The Patchwork Girls by Elaine Everest is a moving story about the ties of friends and family, set during the turbulence of the Second World War.

1939. After the sudden and tragic loss of her husband, Helen is returning home to her mother’s house in Biggin Hill, Kent – the one place she vowed she’d never go back to again.

Alone and not knowing where to turn, Helen finds herself joining the local women’s sewing circle despite being hopeless with a needle and thread. These resourceful women can not only make do and mend clothes, quilts and woolly hats, but their friendship mends something deeper in Helen too. Lizzie is a natural leader, always ready to lend a helping hand or a listening ear. Effie has uprooted her life from London to keep her two little girls away from the bombing raids, and the sewing circle is a welcome distraction from worries about how to keep a roof over their heads and about her husband too, now serving in active duty overseas.

When the reason for Helen’s husband’s death comes to light, her world is turned upside down yet again. The investigating officer on the case, Richard, will leave no stone unturned, but it’s not long before his interest in Helen goes beyond the professional.

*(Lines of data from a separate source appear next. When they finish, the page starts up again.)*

use aws_smithy_runtime_api::client::result::SdkError;
use aws_smithy_types::error::metadata::ProvideErrorMetadata;
use thiserror::Error;
use tonic::Status;

pub type Result<T> = std::result::Result<T, Error>;

/// Backing errors for all driver operations.
///
/// Each variant carries the resource it refers to where one exists, so the
/// gRPC layer can surface precise failures and the cloud layer can decide
/// retryability without string matching.
#[derive(Error, Debug)]
pub enum Error {
    #[error("invalid argument: {message}")]
    InvalidArgument { message: String },

    #[error("'{resource}' already exists: {message}")]
    AlreadyExists { resource: String, message: String },

    #[error("'{resource}' not found: {message}")]
    NotFound { resource: String, message: String },

    #[error("resource exhausted: {message}")]
    ResourceExhausted { message: String },

    #[error("failed precondition: {message}")]
    FailedPrecondition { message: String },

    #[error("operation already in flight for '{resource}'")]
    OperationPending { resource: String },

    #[error("deadline exceeded: {message}")]
    DeadlineExceeded { message: String },

    #[error("failed API (message: {message:?}, retryable: {retryable:?})")]
    API { message: String, retryable: bool },

    #[error("failed for other reasons (message: {message:?}, retryable: {retryable:?})")]
    Other { message: String, retryable: bool },
}

impl Error {
    /// Returns the error message in "String".
    #[inline]
    #[must_use]
    pub fn message(&self) -> String {
        self.to_string()
    }

    /// Returns if the error is retryable at the cloud layer.
    #[inline]
    #[must_use]
    pub fn retryable(&self) -> bool {
        match self {
            Error::API { retryable, .. } | Error::Other { retryable, .. } => *retryable,
            _ => false,
        }
    }

    pub fn invalid_argument(message: impl Into<String>) -> Self {
        Error::InvalidArgument {
            message: message.into(),
        }
    }

    pub fn not_found(resource: impl Into<String>, message: impl Into<String>) -> Self {
        Error::NotFound {
            resource: resource.into(),
            message: message.into(),
        }
    }

    pub fn already_exists(resource: impl Into<String>, message: impl Into<String>) -> Self {
        Error::AlreadyExists {
            resource: resource.into(),
            message: message.into(),
        }
    }

    pub fn internal(message: impl Into<String>) -> Self {
        Error::Other {
            message: message.into(),
            retryable: false,
        }
    }
}

/// Maps driver errors onto the gRPC status taxonomy.
impl From<Error> for Status {
    fn from(e: Error) -> Self {
        let msg = e.message();
        match e {
            Error::InvalidArgument { .. } => Status::invalid_argument(msg),
            Error::AlreadyExists { .. } => Status::already_exists(msg),
            Error::NotFound { .. } => Status::not_found(msg),
            Error::ResourceExhausted { .. } => Status::resource_exhausted(msg),
            Error::FailedPrecondition { .. } => Status::failed_precondition(msg),
            Error::OperationPending { .. } => Status::aborted(msg),
            Error::DeadlineExceeded { .. } => Status::deadline_exceeded(msg),
            Error::API { .. } | Error::Other { .. } => Status::internal(msg),
        }
    }
}

/// Returns true when the SDK error failed in transport, before any service
/// verdict, and is safe to repeat.
#[inline]
pub fn is_sdk_err_retryable<E, R>(e: &SdkError<E, R>) -> bool {
    match e {
        SdkError::TimeoutError(_) | SdkError::ResponseError(_) => true,
        SdkError::DispatchFailure(ctx) => ctx
            .as_connector_error()
            .map(|c| c.is_timeout() || c.is_io())
            .unwrap_or(false),
        _ => false,
    }
}

/// Extracts the EC2 error code (e.g. "RequestLimitExceeded") when the SDK
/// error carries a service response.
#[inline]
pub fn sdk_err_code<E, R>(e: &SdkError<E, R>) -> Option<String>
where
    E: ProvideErrorMetadata,
{
    match e {
        SdkError::ServiceError(ctx) => ctx.err().code().map(|c| c.to_string()),
        _ => None,
    }
}

#[cfg(test)]
mod tests {
    use super::*;

    #[test]
    fn status_mapping() {
        let st: Status = Error::invalid_argument("bad fsType").into();
        assert_eq!(st.code(), tonic::Code::InvalidArgument);

        let st: Status = Error::not_found("vol-0123", "no such volume").into();
        assert_eq!(st.code(), tonic::Code::NotFound);

        let st: Status = Error::OperationPending {
            resource: "vol-0123".to_string(),
        }
        .into();
        assert_eq!(st.code(), tonic::Code::Aborted);

        let st: Status = Error::API {
            message: "throttled".to_string(),
            retryable: true,
        }
        .into();
        assert_eq!(st.code(), tonic::Code::Internal);
    }

    #[test]
    fn retryable_accessor() {
        assert!(Error::API {
            message: String::new(),
            retryable: true
        }
        .retryable());
        assert!(!Error::invalid_argument("x").retryable());
    }
}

As she pieces together old fabrics into a beautiful quilt, will Helen patch up the rifts in her own life?

A Beautifully Spun Tale!

Another fabulous tale of domestic life in Britain during the second world war!

With the tragic loss of her husband and her home off limits, Helen returns home to her mother’s house in Biggin Hill where she befriends Effie, the housekeeper, who left London to keep her young daughters safe when her husband went off to fight for his country. Lizzie is an expert craftswoman who meets Helen when she shows her quilts to the local sewing circle which Helen – much to her own amazement – joins. With an investigation ongoing into her husband’s death by Richard, an RAF Police Officer, she needs something to distract her. Can creating her own patchwork quilt help Helen smooth out her life?

As always, Elaine Everest has created a lively and interesting read, introducing a subject I knew little about which added that little bit extra to this story. With a wonderfully crafted story and creatively drawn characters, this is an absolutely terrific story! It’s a fine change to read about life outwith the British cities during this time and I was fascinated by all the little details to which this author always gives her attention. There is such a lot going on and this is, as always, a beautifully spun tale which I wallowed in from beginning to end. There is no doubt in my mind that this is a five star read and deserves my recommendation.

My thanks to EDPR for forwarding my copy of this novel, and also for my spot on this tour; this is – as always – my honest, original and unbiased review.

Tags: historical women’s saga

Author Details

Elaine Everest is the author of bestselling novels The Woolworths Girls, The Butlins Girls, Christmas at Woolworths and The Teashop Girls. She was born and raised in North-West Kent, where many of her bestselling historical sagas are set. She grew up listening to tales of the war years in her hometown of Erith, which has inspired her own stories. 

Elaine has been a freelance writer for 25 years and has written over 100 short stories and serials for the women’s magazine market. She is also the author of a number of popular non-fiction books for dog owners.

When she isn’t writing, Elaine runs The Write Place creative writing school in Hextable, Kent. She now lives in Swanley with her husband, Michael and their Polish Lowland Sheepdog, Henry.